Magnesium is a vital mineral that plays a role in hundreds of enzymatic reactions in our body. It's crucial for many physiological functions, including protein synthesis, muscle and nerve function, blood glucose control, and blood pressure regulation. Moreover, magnesium plays a significant role in bone development and maintenance of our DNA and RNA. 

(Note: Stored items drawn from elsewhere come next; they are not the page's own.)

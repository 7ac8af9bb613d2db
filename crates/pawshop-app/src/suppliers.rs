//! # Supplier Operations
//!
//! Supplier CRUD. Ids come from the persisted `SUPnnn` sequence, so a
//! deleted supplier's id is never reused. Products referencing a deleted
//! supplier keep their denormalized name; the dangling reference is
//! cleared.

use tracing::info;

use pawshop_core::validation::{validate_email, validate_phone, validate_required};
use pawshop_core::{CoreError, NewSupplier, Supplier, SupplierPatch};

use crate::error::AppResult;
use crate::shop::Shop;

impl Shop {
    pub fn add_supplier(&mut self, new: NewSupplier) -> AppResult<&Supplier> {
        validate_required("name", &new.name)?;
        if !new.email.is_empty() {
            validate_email(&new.email)?;
        }
        if !new.phone.is_empty() {
            validate_phone(&new.phone)?;
        }

        let id = self.counters.next_supplier();
        info!(%id, name = %new.name, "supplier added");
        self.suppliers.push(new.into_supplier(id));
        self.save_suppliers()?;
        self.save_counters()?;

        let index = self.suppliers.len() - 1;
        Ok(&self.suppliers[index])
    }

    pub fn update_supplier(&mut self, id: &str, patch: SupplierPatch) -> AppResult<&Supplier> {
        if let Some(email) = &patch.email {
            if !email.is_empty() {
                validate_email(email)?;
            }
        }
        if let Some(phone) = &patch.phone {
            if !phone.is_empty() {
                validate_phone(phone)?;
            }
        }

        let index = self
            .suppliers
            .iter()
            .position(|s| s.id == id)
            .ok_or_else(|| CoreError::SupplierNotFound(id.to_string()))?;
        patch.apply(&mut self.suppliers[index]);

        // Keep the denormalized name on products in sync.
        let supplier = self.suppliers[index].clone();
        for product in self
            .products
            .iter_mut()
            .filter(|p| p.supplier_id.as_deref() == Some(id))
        {
            product.supplier_name = supplier.name.clone();
        }

        self.save_suppliers()?;
        self.save_products()?;
        Ok(&self.suppliers[index])
    }

    /// Deletes a supplier. Products that referenced it drop the id but
    /// keep the name for display.
    pub fn delete_supplier(&mut self, id: &str) -> AppResult<Supplier> {
        let index = self
            .suppliers
            .iter()
            .position(|s| s.id == id)
            .ok_or_else(|| CoreError::SupplierNotFound(id.to_string()))?;
        let removed = self.suppliers.remove(index);

        for product in self
            .products
            .iter_mut()
            .filter(|p| p.supplier_id.as_deref() == Some(id))
        {
            product.supplier_id = None;
        }

        self.save_suppliers()?;
        self.save_products()?;
        info!(%id, name = %removed.name, "supplier deleted");
        Ok(removed)
    }

    pub fn supplier(&self, id: &str) -> AppResult<&Supplier> {
        self.suppliers
            .iter()
            .find(|s| s.id == id)
            .ok_or_else(|| CoreError::SupplierNotFound(id.to_string()).into())
    }

    /// Case-insensitive substring search over name, contact, and
    /// category.
    pub fn search_suppliers(&self, query: &str) -> Vec<&Supplier> {
        let needle = query.trim().to_lowercase();
        self.suppliers
            .iter()
            .filter(|s| {
                needle.is_empty()
                    || s.name.to_lowercase().contains(&needle)
                    || s.contact.to_lowercase().contains(&needle)
                    || s.category.to_lowercase().contains(&needle)
            })
            .collect()
    }
}

#[cfg(test)]
mod tests {
    use crate::shop::test_support::*;
    use pawshop_core::{NewSupplier, SupplierPatch, SupplierStatus};

    fn new_supplier(name: &str) -> NewSupplier {
        NewSupplier {
            name: name.to_string(),
            contact: "Alex Doe".to_string(),
            phone: "+1 555 010 0200".to_string(),
            email: "orders@example.com".to_string(),
            address: "12 Harbor Rd".to_string(),
            category: "food".to_string(),
            status: SupplierStatus::Active,
            payment_terms: "Net 30".to_string(),
        }
    }

    #[test]
    fn test_ids_survive_deletion() {
        let (_dir, mut shop) = temp_shop();
        shop.add_supplier(new_supplier("Pet Supplies Co")).unwrap();
        shop.add_supplier(new_supplier("Aqua World")).unwrap();
        shop.delete_supplier("SUP002").unwrap();

        let id = shop.add_supplier(new_supplier("Feather Farm")).unwrap().id.clone();
        assert_eq!(id, "SUP003");
    }

    #[test]
    fn test_rename_propagates_to_products() {
        let (_dir, mut shop) = temp_shop();
        shop.add_supplier(new_supplier("Pet Supplies Co")).unwrap();
        let mut p = new_product("Dog Food", "BC001", 2000, 40);
        p.supplier_id = Some("SUP001".to_string());
        shop.add_product(p).unwrap();

        let patch = SupplierPatch {
            name: Some("Pet Supplies Intl".to_string()),
            ..SupplierPatch::default()
        };
        shop.update_supplier("SUP001", patch).unwrap();
        assert_eq!(shop.products()[0].supplier_name, "Pet Supplies Intl");
    }

    #[test]
    fn test_delete_clears_reference_keeps_name() {
        let (_dir, mut shop) = temp_shop();
        shop.add_supplier(new_supplier("Pet Supplies Co")).unwrap();
        let mut p = new_product("Dog Food", "BC001", 2000, 40);
        p.supplier_id = Some("SUP001".to_string());
        shop.add_product(p).unwrap();

        shop.delete_supplier("SUP001").unwrap();
        assert!(shop.products()[0].supplier_id.is_none());
        assert_eq!(shop.products()[0].supplier_name, "Pet Supplies Co");
    }

    #[test]
    fn test_invalid_email_rejected() {
        let (_dir, mut shop) = temp_shop();
        let mut bad = new_supplier("Bad Mail");
        bad.email = "not-an-email".to_string();
        assert!(shop.add_supplier(bad).is_err());
    }
}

Magnesium also contributes to the proper functioning of our nervous system. It acts as a natural calcium blocker, helping our muscles relax after contraction. This is why insufficient magnesium levels can lead to muscle cramps, including the uterus's muscle contractions during menstruation.

The Link Between Magnesium Levels and Menstrual Cramps

Research has suggested a connection between magnesium levels and menstrual cramps, also known as primary dysmenorrhea. Women suffering from dysmenorrhea have been found to have lower levels of magnesium during their menstrual cycle compared to women who do not experience cramps.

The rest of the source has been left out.